I cannot speak specifically in regards to all seasonal newsletters and services, but similar to all other aspects in trading, there are no guarantees of profit. All recommendations should be researched and confirmed accordingly. Many seasonal services will provide entry and exit dates along with the rate of success over a certain time period, usually 15 years. They may also give you the average gain or loss for the trade over the same time period. However, what you may not be able to see is the drawdown that the trade suffered between the entry and the exit. Simply put, the entry and exit dates provide a snapshot of the recommended position and how it has averaged based on those exact two instances in the past. On the other hand, what happens in between these points is unknown and could be significant.
Specific seasonal recommendations in the format mentioned shouldn't be avoided altogether but approached with caution. Simple risk management strategies such as placing stops or using protective option spread plays may be a wiser approach. Additional fundamental and technical analysis should also be conducted to verify your agreement with the recommendation.
HOW ABOUT THOSE FINANCIALS?
Seasonal tendencies make sense in a raw commodity, but can they be helpful in the financials as well?
Believe it or not, the financial markets such as Treasuries, currencies, and stock indexes appear to have distinct seasonal patterns. The causes of the annual tendencies of these markets aren't as clear as those in raw commodities, but they do exist and that is all you need to know. Remember, traders should be looking to profit from the markets, not write a thesis.

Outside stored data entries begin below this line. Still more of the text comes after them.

//! Maze generation.
//!
//! Four generators stamp walls onto a copy of a grid:
//! - **Random**: each cell becomes a wall with probability 0.3.
//! - **Vertical** / **Horizontal**: every other column (row) is walled,
//!   with random gaps punched into the bars.
//! - **Recursive division**: a walled border, then the interior is split by
//!   walls with a single passage until the regions are too thin.
//!
//! Start, finish and bomb cells are never walled.

use pathviz_core::{Grid, Point};
use rand::Rng;

use crate::kind::MazeKind;

/// Chance of a wall for [`MazeGen::stamp_random`] and of a gap for the bar
/// mazes.
pub const WALL_CHANCE: f64 = 0.3;

#[derive(Debug, Clone, Copy, PartialEq, Eq)]
enum Orientation {
    Horizontal,
    Vertical,
}

/// Maze generator driven by a random number generator.
///
/// The `stamp_*` methods write into the grid they are given;
/// [`generate`](Self::generate) works on a copy.
pub struct MazeGen<R: Rng> {
    pub rng: R,
}

impl<R: Rng> MazeGen<R> {
    pub fn new(rng: R) -> Self {
        Self { rng }
    }

    /// Return a copy of `grid` with a maze of the given kind stamped in.
    ///
    /// Existing walls and weights are kept; clear the grid first for a fresh
    /// maze.
    #[must_use]
    pub fn generate(&mut self, kind: MazeKind, grid: &Grid) -> Grid {
        let mut next = grid.clone();
        match kind {
            MazeKind::Random => self.stamp_random(&mut next),
            MazeKind::RecursiveDivision => self.stamp_recursive_division(&mut next),
            MazeKind::Vertical => self.stamp_vertical(&mut next),
            MazeKind::Horizontal => self.stamp_horizontal(&mut next),
        }
        log::debug!(
            "{kind} maze on {}x{}: {} walls",
            grid.rows(),
            grid.cols(),
            next.wall_count()
        );
        next
    }

    /// Wall each unprotected cell independently with probability
    /// [`WALL_CHANCE`].
    pub fn stamp_random(&mut self, grid: &mut Grid) {
        for p in grid.bounds() {
            if grid.endpoints().is_protected(p) {
                continue;
            }
            if self.rng.random::<f64>() < WALL_CHANCE {
                grid.set_wall(p, true);
            }
        }
    }

    /// Wall every even column but the last one, then reopen interior cells
    /// with probability [`WALL_CHANCE`].
    pub fn stamp_vertical(&mut self, grid: &mut Grid) {
        let (rows, cols) = (grid.rows(), grid.cols());
        for col in (0..cols).step_by(2) {
            for row in 0..rows {
                let p = Point::new(row, col);
                if grid.endpoints().is_protected(p) {
                    continue;
                }
                let walled = col < cols - 1;
                let gap = self.rng.random::<f64>() < WALL_CHANCE && row > 0 && row < rows - 1;
                if gap {
                    grid.set_wall(p, false);
                } else if walled {
                    grid.set_wall(p, true);
                }
            }
        }
    }

    /// Row-wise counterpart of [`stamp_vertical`](Self::stamp_vertical).
    pub fn stamp_horizontal(&mut self, grid: &mut Grid) {
        let (rows, cols) = (grid.rows(), grid.cols());
        for row in (0..rows).step_by(2) {
            for col in 0..cols {
                let p = Point::new(row, col);
                if grid.endpoints().is_protected(p) {
                    continue;
                }
                let walled = row < rows - 1;
                let gap = self.rng.random::<f64>() < WALL_CHANCE && col > 0 && col < cols - 1;
                if gap {
                    grid.set_wall(p, false);
                } else if walled {
                    grid.set_wall(p, true);
                }
            }
        }
    }

    /// Wall the border, then divide the interior recursively.
    ///
    /// Grids with fewer than three interior rows or columns only get the
    /// border. Protected cells left open inside a dividing wall can connect
    /// regions the division meant to separate.
    pub fn stamp_recursive_division(&mut self, grid: &mut Grid) {
        let bounds = grid.bounds();
        for p in bounds.iter().filter(|&p| bounds.on_border(p)) {
            grid.set_wall(p, true);
        }
        let (rows, cols) = (grid.rows(), grid.cols());
        let orientation = self.orientation(rows - 2, cols - 2);
        self.divide(grid, (1, rows - 2), (1, cols - 2), orientation);
    }

    /// Split the inclusive region `rows x cols` with one wall and recurse
    /// into both halves.
    fn divide(
        &mut self,
        grid: &mut Grid,
        (row_start, row_end): (i32, i32),
        (col_start, col_end): (i32, i32),
        orientation: Orientation,
    ) {
        if row_end - row_start < 2 || col_end - col_start < 2 {
            return;
        }
        match orientation {
            Orientation::Horizontal => {
                let wall = self.rng.random_range(row_start..row_end);
                let passage = self.rng.random_range(col_start..col_end);
                for col in (col_start..=col_end).filter(|&c| c != passage) {
                    grid.set_wall(Point::new(wall, col), true);
                }
                let width = col_end - col_start;
                let above = self.orientation(wall - 1 - row_start, width);
                self.divide(grid, (row_start, wall - 1), (col_start, col_end), above);
                let below = self.orientation(row_end - (wall + 1), width);
                self.divide(grid, (wall + 1, row_end), (col_start, col_end), below);
            }
            Orientation::Vertical => {
                let wall = self.rng.random_range(col_start..col_end);
                let passage = self.rng.random_range(row_start..row_end);
                for row in (row_start..=row_end).filter(|&r| r != passage) {
                    grid.set_wall(Point::new(row, wall), true);
                }
                let height = row_end - row_start;
                let left = self.orientation(height, wall - 1 - col_start);
                self.divide(grid, (row_start, row_end), (col_start, wall - 1), left);
                let right = self.orientation(height, col_end - (wall + 1));
                self.divide(grid, (row_start, row_end), (wall + 1, col_end), right);
            }
        }
    }

    fn orientation(&mut self, height: i32, width: i32) -> Orientation {
        if height > width {
            Orientation::Horizontal
        } else if width > height {
            Orientation::Vertical
        } else if self.rng.random_bool(0.5) {
            Orientation::Horizontal
        } else {
            Orientation::Vertical
        }
    }
}

#[cfg(test)]
mod tests {
    use super::*;
    use pathviz_core::Endpoints;
    use rand::SeedableRng;
    use rand::rngs::StdRng;

    fn board() -> Grid {
        Grid::new(
            25,
            50,
            Endpoints::new(Point::new(10, 15), Point::new(10, 35)),
        )
    }

    fn mazegen(seed: u64) -> MazeGen<StdRng> {
        MazeGen::new(StdRng::seed_from_u64(seed))
    }

    fn endpoints_open(grid: &Grid) -> bool {
        let e = grid.endpoints();
        [Some(e.start), Some(e.finish), e.bomb]
            .into_iter()
            .flatten()
            .all(|p| grid.is_passable(p))
    }

    #[test]
    fn generate_leaves_input_untouched() {
        let grid = board();
        let maze = mazegen(1).generate(MazeKind::Random, &grid);
        assert_eq!(grid.wall_count(), 0);
        assert!(maze.wall_count() > 0);
        assert_eq!(maze.endpoints(), grid.endpoints());
    }

    #[test]
    fn same_seed_same_maze() {
        let grid = board();
        for kind in MazeKind::ALL {
            let a = mazegen(7).generate(kind, &grid);
            let b = mazegen(7).generate(kind, &grid);
            assert_eq!(a, b, "{kind}");
        }
    }

    #[test]
    fn endpoints_are_never_walled() {
        let endpoints = Endpoints::new(Point::new(0, 0), Point::new(24, 48))
            .with_bomb(Some(Point::new(12, 25)));
        let grid = Grid::new(25, 50, endpoints);
        for seed in 0..5 {
            for kind in MazeKind::ALL {
                let maze = mazegen(seed).generate(kind, &grid);
                assert!(endpoints_open(&maze), "{kind} seed {seed}");
            }
        }
    }

    #[test]
    fn random_density_is_near_chance() {
        let grid = board();
        let maze = mazegen(3).generate(MazeKind::Random, &grid);
        let ratio = maze.wall_count() as f64 / grid.len() as f64;
        assert!((0.2..0.4).contains(&ratio), "ratio {ratio}");
    }

    #[test]
    fn vertical_bars_on_even_columns() {
        let grid = board();
        let maze = mazegen(4).generate(MazeKind::Vertical, &grid);
        for p in maze.bounds() {
            let cell = maze.at(p).unwrap();
            if p.col % 2 == 1 || p.col == 49 {
                assert!(!cell.is_wall(), "{p}");
            }
            // Top and bottom rows never get gaps.
            if p.col % 2 == 0 && (p.row == 0 || p.row == 24) && !cell.is_protected() {
                assert!(cell.is_wall(), "{p}");
            }
        }
    }

    #[test]
    fn horizontal_bars_on_even_rows() {
        let grid = board();
        let maze = mazegen(5).generate(MazeKind::Horizontal, &grid);
        for p in maze.bounds() {
            let cell = maze.at(p).unwrap();
            // 25 rows: the last row is even but left open.
            if p.row % 2 == 1 || p.row == 24 {
                assert!(!cell.is_wall(), "{p}");
            }
            if p.row % 2 == 0 && p.row < 24 && (p.col == 0 || p.col == 49) {
                assert!(cell.is_wall(), "{p}");
            }
        }
    }

    #[test]
    fn recursive_division_walls_the_border() {
        let grid = board();
        for seed in 0..10 {
            let maze = mazegen(seed).generate(MazeKind::RecursiveDivision, &grid);
            for p in maze.bounds() {
                if maze.bounds().on_border(p) && !grid.endpoints().is_protected(p) {
                    assert!(maze.at(p).unwrap().is_wall(), "seed {seed} at {p}");
                }
            }
        }
    }

    #[test]
    fn recursive_division_border_skips_protected_cells() {
        let endpoints = Endpoints::new(Point::new(0, 3), Point::new(9, 0));
        let grid = Grid::new(10, 12, endpoints);
        let maze = mazegen(11).generate(MazeKind::RecursiveDivision, &grid);
        assert!(endpoints_open(&maze));
        assert!(maze.at(Point::new(0, 2)).unwrap().is_wall());
    }

    #[test]
    fn recursive_division_divides_the_interior() {
        let grid = board();
        let border = 2 * 50 + 2 * 23;
        for seed in 0..5 {
            let maze = mazegen(seed).generate(MazeKind::RecursiveDivision, &grid);
            assert!(maze.wall_count() > border, "seed {seed}");
        }
    }

    #[test]
    fn degenerate_grid_only_gets_border() {
        let endpoints = Endpoints::new(Point::new(1, 0), Point::new(1, 3));
        let grid = Grid::new(3, 4, endpoints);
        let maze = mazegen(2).generate(MazeKind::RecursiveDivision, &grid);
        assert!(!maze.at(Point::new(1, 1)).unwrap().is_wall());
        assert!(!maze.at(Point::new(1, 2)).unwrap().is_wall());
        assert_eq!(maze.wall_count(), 8);
    }
}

To illustrate, equities tend to perform better from the beginning of November through mid- to late May. I am sure you have been introduced to the adage, "Sell in May and go away." Similarly, the Treasury market has a strong inclination to rally in the beginning of June; perhaps the early summer rally in the interest rate complex has something to do with portfolio adjustments away from stocks. In any case, it is to your benefit to be aware of the propensities of the market to improve the odds of successful trading.
As an avid follower of the stock index futures, I believe in having access to historical market data and source of seasonal tendencies. The best example I can think of in this regard is the Stock Trader's Almanac. I would never recommend initiating a trade based on seasonals alone, but as a rule of thumb, I wouldn't necessarily recommend trading against it either -- unless, of course, there is a great opportunity.